Now, here comes the strange part.

The line in the access-list that lets ping to go thru is this:

fw3800#sh access-list filtrado-inbound-ri Extended IP access list filtrado-inbound-ri ... 21 permit icmp 10.0.0.0 0.255.255.255 any echo (2061 matches) ... (270 more lines).

If I change it to:

21 permit icmp 10.0.0.0 0.255.255.255 any echo log

The problem automagically goes away, as exemplified by:

root@mauser:/home/arraga # ping -i 0.1 10.67.129.1 PING 10.67.129.23 (10.67.129.23) 56(84) bytes of data.

64 bytes from 10.67.129.1: icmp_seq=1 ttl=126 time=15.3 ms 64 bytes from 10.67.129.1: icmp_seq=2 ttl=126 time=5.40 ms 64 bytes from 10.67.129.1: icmp_seq=3 ttl=126 time=5.26 ms 64 bytes from 10.67.129.1: icmp_seq=4 ttl=126 time=5.96 ms 64 bytes from 10.67.129.1: icmp_seq=5 ttl=126 time=5.20 ms 64 bytes from 10.67.129.1: icmp_seq=6 ttl=126 time=5.39 ms 64 bytes from 10.67.129.1: icmp_seq=7 ttl=126 time=5.32 ms 64 bytes from 10.67.129.1: icmp_seq=8 ttl=126 time=6.81 ms 64 bytes from 10.67.129.1: icmp_seq=9 ttl=126 time=5.57 ms

--- 10.67.129.1 ping statistics ---

9 packets transmitted, 9 received, 0% packet loss, time 1111ms rtt min/avg/max/mdev = 5.176/6.340/15.368/2.757 ms

Now i'm sending 10 icmps by second, and no one gets lost.

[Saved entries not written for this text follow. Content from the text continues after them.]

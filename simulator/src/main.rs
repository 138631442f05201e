use afccore::protocol::InquiryRequest;
use afccore::{AfcConfig, HttpGateway};
use anyhow::Context;
use clap::Parser;
use server::bridge::EngineServer;
use std::fs::{self, OpenOptions};
use std::io::Write;
use std::net::SocketAddr;
use std::path::PathBuf;
use tokio::runtime::Builder as TokioBuilder;
use tokio::signal;
use workflow::config::EngineScenario;
use workflow::engine::Engine;
use workflow::inquiry::{load_request, run_inquiry};

mod generator;
mod server;
mod workflow;

#[derive(Parser)]
#[command(author, version, about = "Mock AFC engine and offline inquiry driver")]
struct Args {
    /// Serve the mock AFC engine until Ctrl+C
    #[arg(long, default_value_t = false)]
    serve: bool,
    /// Load the engine scenario from YAML
    #[arg(long)]
    scenario: Option<PathBuf>,
    #[arg(long, default_value = "127.0.0.1:9000")]
    bind: SocketAddr,
    /// Submit one inquiry request JSON and print the channel classification;
    /// without a file the sample request is sent
    #[arg(long, value_name = "REQUEST", num_args = 0..=1)]
    inquire: Option<Option<PathBuf>>,
    /// AFC endpoint for --inquire; defaults to the engine started by --serve
    #[arg(long)]
    endpoint: Option<String>,
    /// AFC config JSON supplying EIRP thresholds
    #[arg(long)]
    afc_config: Option<PathBuf>,
}

fn main() -> anyhow::Result<()> {
    env_logger::init();
    let args = Args::parse();

    let scenario = if let Some(path) = &args.scenario {
        EngineScenario::load(path)?
    } else {
        EngineScenario::default()
    };

    let server = if args.serve {
        Some(EngineServer::spawn(Engine::new(scenario), args.bind)?)
    } else {
        None
    };

    if let Some(request_path) = &args.inquire {
        let endpoint = match (&args.endpoint, &server) {
            (Some(endpoint), _) => endpoint.clone(),
            (None, Some(server)) => server.endpoint(),
            (None, None) => format!("http://{}/{}", args.bind, server::bridge::INQUIRY_PATH),
        };
        let config = match &args.afc_config {
            Some(path) => AfcConfig::load(path)
                .with_context(|| format!("loading AFC config {}", path.display()))?,
            None => AfcConfig::default(),
        };
        let request = match request_path {
            Some(path) => load_request(path)?,
            None => InquiryRequest::sample(),
        };

        let report = run_inquiry(&HttpGateway::new(&endpoint), &config, request);
        for group in &report.classification {
            let cells: Vec<String> = group
                .channels
                .iter()
                .filter_map(|c| c.max_eirp.map(|eirp| format!("{}:{:.1}", c.name, eirp)))
                .collect();
            println!(
                "class {} ({} MHz): {}",
                group.operating_class,
                group.channel_width_mhz,
                if cells.is_empty() {
                    "-".to_string()
                } else {
                    cells.join(" ")
                }
            );
        }
        print!("Inquiry -> {}", report.summary());

        let report_path = PathBuf::from("tools/data/inquiry_report.log");
        if let Some(parent) = report_path.parent() {
            fs::create_dir_all(parent)?;
        }
        let mut file = OpenOptions::new()
            .create(true)
            .append(true)
            .open(&report_path)?;
        file.write_all(format!("endpoint={} {}", endpoint, report.summary()).as_bytes())?;
    }

    if let Some(server) = server {
        println!(
            "Mock AFC engine on {} (Ctrl+C to stop)...",
            server.endpoint()
        );
        let runtime = TokioBuilder::new_current_thread()
            .enable_all()
            .build()
            .context("creating runtime for signal handling")?;
        runtime.block_on(async {
            signal::ctrl_c().await.context("awaiting Ctrl+C to exit")?;
            Ok::<(), anyhow::Error>(())
        })?;
        let status = server.snapshot();
        println!(
            "Served {} envelopes ({} answered, {} rejected)",
            status.envelopes, status.answered, status.rejected
        );
    }

    Ok(())
}
use super::extension::{VendorExtension, VendorExtensions};
use super::request::FrequencyRange;
use serde::{Deserialize, Serialize};
use serde_json::Value;

/// Response codes defined for the available spectrum inquiry.
#[derive(Debug, Clone, Copy, PartialEq, Eq)]
pub enum ResponseCode {
    Success,
    GeneralFailure,
    VersionNotSupported,
    DeviceUnallowed,
    MissingParam,
    InvalidValue,
    UnexpectedParam,
    UnsupportedSpectrum,
}

impl ResponseCode {
    pub fn code(self) -> i64 {
        match self {
            ResponseCode::Success => 0,
            ResponseCode::GeneralFailure => -1,
            ResponseCode::VersionNotSupported => 100,
            ResponseCode::DeviceUnallowed => 101,
            ResponseCode::MissingParam => 102,
            ResponseCode::InvalidValue => 103,
            ResponseCode::UnexpectedParam => 106,
            ResponseCode::UnsupportedSpectrum => 300,
        }
    }

    pub fn from_code(code: i64) -> Option<Self> {
        Some(match code {
            0 => ResponseCode::Success,
            -1 => ResponseCode::GeneralFailure,
            100 => ResponseCode::VersionNotSupported,
            101 => ResponseCode::DeviceUnallowed,
            102 => ResponseCode::MissingParam,
            103 => ResponseCode::InvalidValue,
            106 => ResponseCode::UnexpectedParam,
            300 => ResponseCode::UnsupportedSpectrum,
            _ => return None,
        })
    }

    pub fn name(self) -> &'static str {
        match self {
            ResponseCode::Success => "SUCCESS",
            ResponseCode::GeneralFailure => "GENERAL_FAILURE",
            ResponseCode::VersionNotSupported => "VERSION_NOT_SUPPORTED",
            ResponseCode::DeviceUnallowed => "DEVICE_UNALLOWED",
            ResponseCode::MissingParam => "MISSING_PARAM",
            ResponseCode::InvalidValue => "INVALID_VALUE",
            ResponseCode::UnexpectedParam => "UNEXPECTED_PARAM",
            ResponseCode::UnsupportedSpectrum => "UNSUPPORTED_SPECTRUM",
        }
    }

    pub fn description(self) -> &'static str {
        match self {
            ResponseCode::Success => "Success",
            ResponseCode::GeneralFailure => "General failure",
            ResponseCode::VersionNotSupported => "The requested version number is invalid",
            ResponseCode::DeviceUnallowed => {
                "This specific device is not allowed to operate under AFC control."
            }
            ResponseCode::MissingParam => {
                "One or more fields required to be included in the request are missing."
            }
            ResponseCode::InvalidValue => "One or more fields have an invalid value.",
            ResponseCode::UnexpectedParam => {
                "Unknown parameter found, or conditional parameter found, but condition is not met."
            }
            ResponseCode::UnsupportedSpectrum => {
                "The frequency range indicated in the Available Spectrum Inquiry Request is at least partially outside of the frequency band under the management of the AFC."
            }
        }
    }
}

#[derive(Debug, Clone, PartialEq, Serialize, Deserialize)]
#[serde(rename_all = "camelCase")]
pub struct ResponseStatus {
    pub response_code: i64,
    #[serde(default, skip_serializing_if = "Option::is_none")]
    pub short_description: Option<String>,
    #[serde(default, skip_serializing_if = "Option::is_none")]
    pub supplemental_info: Option<Value>,
}

impl ResponseStatus {
    pub fn success() -> Self {
        Self {
            response_code: 0,
            short_description: Some(ResponseCode::Success.description().into()),
            supplemental_info: None,
        }
    }

    pub fn failure(code: ResponseCode, supplemental_info: Option<Value>) -> Self {
        Self {
            response_code: code.code(),
            short_description: Some(code.description().into()),
            supplemental_info,
        }
    }
}

/// EIRP limits for the channels of one operating class. `max_eirp` is
/// parallel to `channel_cfi`; `None` marks an excluded channel.
#[derive(Debug, Clone, PartialEq, Serialize, Deserialize)]
#[serde(rename_all = "camelCase")]
pub struct AvailableChannelInfo {
    pub global_operating_class: u32,
    #[serde(default)]
    pub channel_cfi: Vec<u32>,
    #[serde(default)]
    pub max_eirp: Vec<Option<f64>>,
}

#[derive(Debug, Clone, PartialEq, Serialize, Deserialize)]
#[serde(rename_all = "camelCase")]
pub struct AvailableFrequencyInfo {
    pub frequency_range: FrequencyRange,
    pub max_psd: Option<f64>,
}

#[derive(Debug, Clone, PartialEq, Serialize, Deserialize)]
#[serde(rename_all = "camelCase")]
pub struct InquiryResponse {
    pub request_id: String,
    #[serde(default, skip_serializing_if = "Option::is_none")]
    pub ruleset_id: Option<String>,
    pub response: ResponseStatus,
    #[serde(default, skip_serializing_if = "Option::is_none")]
    pub available_frequency_info: Option<Vec<AvailableFrequencyInfo>>,
    #[serde(default, skip_serializing_if = "Option::is_none")]
    pub available_channel_info: Option<Vec<AvailableChannelInfo>>,
    #[serde(default, skip_serializing_if = "Option::is_none")]
    pub availability_expire_time: Option<String>,
    #[serde(default, skip_serializing_if = "Option::is_none")]
    pub vendor_extensions: Option<Vec<VendorExtension>>,
}

impl InquiryResponse {
    pub fn is_success(&self) -> bool {
        self.response.response_code == 0
    }

    pub fn extensions(&self) -> VendorExtensions {
        VendorExtensions::index(self.vendor_extensions.as_deref().unwrap_or_default())
    }

    pub fn channel_info(&self) -> &[AvailableChannelInfo] {
        self.available_channel_info.as_deref().unwrap_or_default()
    }
}
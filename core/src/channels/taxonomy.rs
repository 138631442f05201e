use serde::{Deserialize, Serialize};

/// Display colour derived from a channel's EIRP limit.
#[derive(Debug, Clone, Copy, PartialEq, Eq, Serialize, Deserialize, Default)]
#[serde(rename_all = "kebab-case")]
pub enum ChannelColor {
    /// No result received for this channel.
    #[default]
    NoData,
    /// Result received without an EIRP value (regulatory exclusion).
    Black,
    Green,
    Yellow,
    Red,
}

#[derive(Debug, Clone, PartialEq, Serialize, Deserialize)]
#[serde(rename_all = "camelCase")]
pub struct Channel {
    pub name: String,
    pub max_eirp: Option<f64>,
    pub color: ChannelColor,
}

impl Channel {
    fn unset(cfi: u32) -> Self {
        Self {
            name: cfi.to_string(),
            max_eirp: None,
            color: ChannelColor::NoData,
        }
    }
}

#[derive(Debug, Clone, PartialEq, Serialize, Deserialize)]
#[serde(rename_all = "camelCase")]
pub struct ChannelGroup {
    pub operating_class: u32,
    pub channel_width_mhz: u32,
    pub channels: Vec<Channel>,
}

/// Operating classes of the US 6 GHz band: (class, width, first cfi, step, count).
const OPERATING_CLASSES: [(u32, u32, u32, u32, u32); 5] = [
    (131, 20, 1, 4, 59),
    (132, 40, 3, 8, 29),
    (133, 80, 7, 16, 14),
    (134, 160, 15, 32, 7),
    (136, 20, 2, 0, 1),
];

/// Channel centre indices of an operating class, empty when unknown.
pub fn operating_class_channels(operating_class: u32) -> Vec<u32> {
    OPERATING_CLASSES
        .iter()
        .find(|(class, ..)| *class == operating_class)
        .map(|&(_, _, first, step, count)| (0..count).map(|k| first + k * step).collect())
        .unwrap_or_default()
}

/// The canonical taxonomy with every channel unset.
pub fn empty_channels() -> Vec<ChannelGroup> {
    OPERATING_CLASSES
        .iter()
        .map(|&(operating_class, channel_width_mhz, ..)| ChannelGroup {
            operating_class,
            channel_width_mhz,
            channels: operating_class_channels(operating_class)
                .into_iter()
                .map(Channel::unset)
                .collect(),
        })
        .collect()
}

/// Frequency band an operator may inquire about, in MHz.
#[derive(Debug, Clone, PartialEq, Serialize, Deserialize)]
pub struct FreqRange {
    pub name: String,
    #[serde(rename = "startFreqMHz")]
    pub start_freq_mhz: u64,
    #[serde(rename = "stopFreqMHz")]
    pub stop_freq_mhz: u64,
}

impl FreqRange {
    pub fn contains(&self, low_hz: u64, high_hz: u64) -> bool {
        low_hz >= self.start_freq_mhz * 1_000_000 && high_hz <= self.stop_freq_mhz * 1_000_000
    }
}

/// UNII-5 and UNII-7, used when no allowed ranges are configured.
pub fn default_ranges() -> Vec<FreqRange> {
    vec![
        FreqRange {
            name: "UNII-5".into(),
            start_freq_mhz: 5925,
            stop_freq_mhz: 6425,
        },
        FreqRange {
            name: "UNII-7".into(),
            start_freq_mhz: 6525,
            stop_freq_mhz: 6875,
        },
    ]
}
use afccore::channels::{ChannelColor, ChannelGroup};
use afccore::controller::{Completion, Controller, RequestStatus};
use afccore::protocol::InquiryRequest;
use afccore::{AfcConfig, HttpGateway};
use anyhow::Context;
use std::fs;
use std::path::Path;

pub struct InquiryReport {
    pub status: RequestStatus,
    pub description: Option<String>,
    pub classification: Vec<ChannelGroup>,
    pub overlay_features: usize,
}

impl InquiryReport {
    /// Channel counts per colour: green, yellow, red, black.
    pub fn color_counts(&self) -> [usize; 4] {
        let mut counts = [0; 4];
        for channel in self.classification.iter().flat_map(|g| g.channels.iter()) {
            match channel.color {
                ChannelColor::Green => counts[0] += 1,
                ChannelColor::Yellow => counts[1] += 1,
                ChannelColor::Red => counts[2] += 1,
                ChannelColor::Black => counts[3] += 1,
                ChannelColor::NoData => {}
            }
        }
        counts
    }

    pub fn summary(&self) -> String {
        let [green, yellow, red, black] = self.color_counts();
        format!(
            "status={:?} green={} yellow={} red={} black={} overlay_features={} description={:?}\n",
            self.status, green, yellow, red, black, self.overlay_features, self.description
        )
    }
}

pub fn load_request<P: AsRef<Path>>(path: P) -> anyhow::Result<InquiryRequest> {
    let path_ref = path.as_ref();
    let contents = fs::read_to_string(path_ref)
        .with_context(|| format!("reading inquiry request {}", path_ref.display()))?;
    serde_json::from_str(&contents)
        .with_context(|| format!("parsing inquiry request {}", path_ref.display()))
}

/// Drives one request through the console controller against a live endpoint.
pub fn run_inquiry(
    gateway: &HttpGateway,
    config: &AfcConfig,
    request: InquiryRequest,
) -> InquiryReport {
    let mut controller = Controller::new(Some(config));
    let submission = controller.submit(request);
    let result = gateway.submit_blocking(&submission.request);
    let status = match controller.complete(&submission, result) {
        Completion::Applied(status) => status,
        Completion::Stale => controller.state().status,
    };
    let state = controller.state();

    InquiryReport {
        status,
        description: state.error.as_ref().map(|err| err.to_string()),
        classification: controller.classification(),
        overlay_features: state.map.val.len(),
    }
}

#[cfg(test)]
mod tests {
    use super::*;
    use std::io::Write;
    use tempfile::NamedTempFile;

    #[test]
    fn load_request_reads_wire_json() {
        let mut temp = NamedTempFile::new().unwrap();
        temp.write_all(
            serde_json::to_string(&InquiryRequest::sample())
                .unwrap()
                .as_bytes(),
        )
        .unwrap();
        let path = temp.into_temp_path();
        let request = load_request(&path).unwrap();
        assert_eq!(request.device_descriptor.serial_number, "sample-ap");
    }

    #[test]
    fn unreachable_endpoint_reports_error() {
        let listener = std::net::TcpListener::bind("127.0.0.1:0").unwrap();
        let addr = listener.local_addr().unwrap();
        drop(listener);

        let gateway = HttpGateway::new(format!("http://{addr}/availableSpectrumInquiry"));
        let report = run_inquiry(&gateway, &AfcConfig::default(), InquiryRequest::sample());
        assert_eq!(report.status, RequestStatus::Error);
        assert_eq!(report.color_counts(), [0, 0, 0, 0]);
        assert!(report.summary().starts_with("status=Error"));
    }
}
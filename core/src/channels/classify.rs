use super::taxonomy::{empty_channels, ChannelColor, ChannelGroup};
use crate::protocol::AvailableChannelInfo;

/// Colour rule for one channel. A missing value is an exclusion and wins
/// over any threshold comparison.
pub fn channel_color(max_eirp: Option<f64>, min_eirp: f64, max_threshold: f64) -> ChannelColor {
    match max_eirp {
        None => ChannelColor::Black,
        Some(eirp) if eirp >= max_threshold => ChannelColor::Green,
        Some(eirp) if eirp >= min_eirp => ChannelColor::Yellow,
        Some(_) => ChannelColor::Red,
    }
}

/// Maps per-class EIRP results onto the full channel taxonomy.
///
/// Channels are matched by their textual centre index across every group.
/// Entries missing from a short `maxEirp` array count as excluded.
pub fn classify_channels(
    results: &[AvailableChannelInfo],
    min_eirp: f64,
    max_eirp: f64,
) -> Vec<ChannelGroup> {
    let mut groups = empty_channels();
    for result in results {
        for (index, cfi) in result.channel_cfi.iter().enumerate() {
            let name = cfi.to_string();
            let value = result.max_eirp.get(index).copied().flatten();
            for channel in groups
                .iter_mut()
                .flat_map(|group| group.channels.iter_mut())
                .filter(|channel| channel.name == name)
            {
                channel.max_eirp = value;
                channel.color = channel_color(value, min_eirp, max_eirp);
            }
        }
    }
    groups
}

#[cfg(test)]
mod tests {
    use super::*;
    use crate::channels::Channel;

    fn find<'a>(groups: &'a [ChannelGroup], name: &str) -> &'a Channel {
        groups
            .iter()
            .flat_map(|g| g.channels.iter())
            .find(|c| c.name == name)
            .unwrap()
    }

    #[test]
    fn thresholds_are_inclusive() {
        assert_eq!(channel_color(Some(30.0), 15.0, 30.0), ChannelColor::Green);
        assert_eq!(channel_color(Some(15.0), 15.0, 30.0), ChannelColor::Yellow);
        assert_eq!(channel_color(Some(14.9), 15.0, 30.0), ChannelColor::Red);
    }

    #[test]
    fn null_eirp_is_black_for_any_thresholds() {
        for (min, max) in [(0.0, 0.0), (-100.0, 100.0), (50.0, -50.0)] {
            assert_eq!(channel_color(None, min, max), ChannelColor::Black);
        }
    }

    #[test]
    fn classification_colours_reported_channels_only() {
        let results = vec![AvailableChannelInfo {
            global_operating_class: 133,
            channel_cfi: vec![7, 23, 39],
            max_eirp: vec![Some(32.0), Some(20.0)],
        }];
        let groups = classify_channels(&results, 15.0, 30.0);

        assert_eq!(find(&groups, "7").color, ChannelColor::Green);
        assert_eq!(find(&groups, "23").color, ChannelColor::Yellow);
        assert_eq!(find(&groups, "39").color, ChannelColor::Black);
        assert_eq!(find(&groups, "55").color, ChannelColor::NoData);
        assert_eq!(find(&groups, "55").max_eirp, None);
    }

    #[test]
    fn unknown_identifiers_leave_taxonomy_untouched() {
        let results = vec![AvailableChannelInfo {
            global_operating_class: 999,
            channel_cfi: vec![4000],
            max_eirp: vec![Some(36.0)],
        }];
        assert_eq!(classify_channels(&results, 15.0, 30.0), empty_channels());
    }

    #[test]
    fn later_results_override_earlier_ones() {
        let results = vec![
            AvailableChannelInfo {
                global_operating_class: 131,
                channel_cfi: vec![1],
                max_eirp: vec![Some(10.0)],
            },
            AvailableChannelInfo {
                global_operating_class: 131,
                channel_cfi: vec![1],
                max_eirp: vec![None],
            },
        ];
        let groups = classify_channels(&results, 15.0, 30.0);
        assert_eq!(find(&groups, "1").color, ChannelColor::Black);
    }
}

Only one gets thru when the 'log' is not present in the access-list entry.

The interface has a double NAT (the origin and source of the echos and echo-replys are changed in the 3845), 10.67.129.1 is the nat'd address of the output interface.

Greets!

Reply to
arraga
Loading thread data ...

snipped-for-privacy@gmail.com schrieb:

[...}

First thing which makes me wonder is the different TTL in your examples. Next: What is IP 10.67.129.23 and what 10.67.129.1?

Christian

Reply to
Christian Lox

Standard practice. Routers have better thing to do than reply to ping packets every second. If they arrive too quickly, they will be ignored.

B
Reply to
Bob Goddard

The cut & paste got mixed,

10.67.129.1 is the router interface to the 10.67.129.0/24 net, and 10.67.129.23 is one of the machines in that net.

The same behaviour occurs if I ping the interface, or if I ping any of the machines behind. I got confused between the examples.

The 10.67.129.0/24 net is a nat, the real ip address of that net is in the 172.20.25.0/24 range.

So, it's like

10.0.0.0/8 | 3845 | 172.20.25.0/24 (which is nated to 10.67.129.0/24)

There's an applied access list to the inbound interface. Everything in the 10.0.0.0/8 net, when accessing the 10.67.129.0/24 net is nated to a single ip (10.66.254.1)

Best regards, Santiago

Reply to
arraga

That would make sense, but the same behaviour occurs when I try to ping any of the machines behind the router (10.67.129.23, for example).

I was pinging the interface in order to discard any possible net problem behind it.

Best regards, Santiago

Reply to
arraga

[snip]

You probably ran into some type of a bug. That would be my first guess.

couple of questions

1) Do you have redundant routes to your destination? 2) Are you rate-limiting your ICMPs (ip icmp rate-limit..." 3) Are you using any control-plane throttling?
Reply to
Hansang Bae

Since he's nat'ing it should be going through the router. Not terminating at the router. Cisco's default is (was?) 2 per second per interface (last time I checked). Maybe it was two every half a second?